(Collected data)
>>>
// (c) 2026 Ross Younger
//! # 📖 Configuration management
//!
//! Run-time configuration is obtained from the following sources, highest priority first:
//! 1. Anything the caller merges in with [`Manager::merge_provider`]
//! 2. Environment variables, prefixed `BLEFT_` (for example `BLEFT_MAX_CHUNK_SIZE=512`)
//! 3. Hard-wired defaults
//!
//! The same [`Configuration`] serves both ends of a connection; each end uses the fields which concern it.

use figment::value::{Dict, Map};
use figment::{Metadata, Profile, Provider, providers::Serialized};
use serde::{Deserialize, Serialize};

mod manager;
pub use manager::Manager;

/// The protocol engine's tunable parameters
#[derive(Clone, Copy, Debug, PartialEq, Eq, Serialize, Deserialize)]
pub struct Configuration {
    /// The chunk size a requester asks for when reading a file, in bytes.
    ///
    /// This is advisory: the responder decides how much to send in each round.
    pub read_chunk_size: u32,

    /// The largest chunk a responder will send or accept in one round, in bytes.
    ///
    /// This bounds the responder's buffering.
    pub max_chunk_size: u32,
}

static SYSTEM_DEFAULT: Configuration = Configuration {
    read_chunk_size: 4000,
    max_chunk_size: 4000,
};

impl Configuration {
    /// Hard-wired configuration defaults
    #[must_use]
    pub fn system_default() -> &'static Self {
        &SYSTEM_DEFAULT
    }

    /// Checks that the configuration is usable
    pub fn validate(&self) -> anyhow::Result<()> {
        anyhow::ensure!(self.read_chunk_size > 0, "read_chunk_size must be nonzero");
        anyhow::ensure!(self.max_chunk_size > 0, "max_chunk_size must be nonzero");
        Ok(())
    }

    /// The most a responder sends or grants in one round. Never zero, even if
    /// `max_chunk_size` is, so every round makes progress.
    #[must_use]
    pub(crate) fn chunk_limit(&self) -> u32 {
        self.max_chunk_size.max(1)
    }
}

impl Default for Configuration {
    fn default() -> Self {
        *Self::system_default()
    }
}

/// A `Configuration` is itself a source of configuration; this is how the defaults reach the [`Manager`].
impl Provider for Configuration {
    fn metadata(&self) -> Metadata {
        Metadata::named("built-in defaults")
    }

    fn data(&self) -> Result<Map<Profile, Dict>, figment::Error> {
        Serialized::defaults(self).data()
    }
}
<<<
§ Requirement: In the data above, find the line that contains "Eq, Serialize, Deserialize)]" and the line that contains "fn metadata(&self) ->". Repeat exactly those lines and every line between them, and only those.

§ Expected answer:
#[derive(Clone, Copy, Debug, PartialEq, Eq, Serialize, Deserialize)]
pub struct Configuration {
    /// The chunk size a requester asks for when reading a file, in bytes.
    ///
    /// This is advisory: the responder decides how much to send in each round.
    pub read_chunk_size: u32,

    /// The largest chunk a responder will send or accept in one round, in bytes.
    ///
    /// This bounds the responder's buffering.
    pub max_chunk_size: u32,
}

static SYSTEM_DEFAULT: Configuration = Configuration {
    read_chunk_size: 4000,
    max_chunk_size: 4000,
};

impl Configuration {
    /// Hard-wired configuration defaults
    #[must_use]
    pub fn system_default() -> &'static Self {
        &SYSTEM_DEFAULT
    }

    /// Checks that the configuration is usable
    pub fn validate(&self) -> anyhow::Result<()> {
        anyhow::ensure!(self.read_chunk_size > 0, "read_chunk_size must be nonzero");
        anyhow::ensure!(self.max_chunk_size > 0, "max_chunk_size must be nonzero");
        Ok(())
    }

    /// The most a responder sends or grants in one round. Never zero, even if
    /// `max_chunk_size` is, so every round makes progress.
    #[must_use]
    pub(crate) fn chunk_limit(&self) -> u32 {
        self.max_chunk_size.max(1)
    }
}

impl Default for Configuration {
    fn default() -> Self {
        *Self::system_default()
    }
}

/// A `Configuration` is itself a source of configuration; this is how the defaults reach the [`Manager`].
impl Provider for Configuration {
    fn metadata(&self) -> Metadata {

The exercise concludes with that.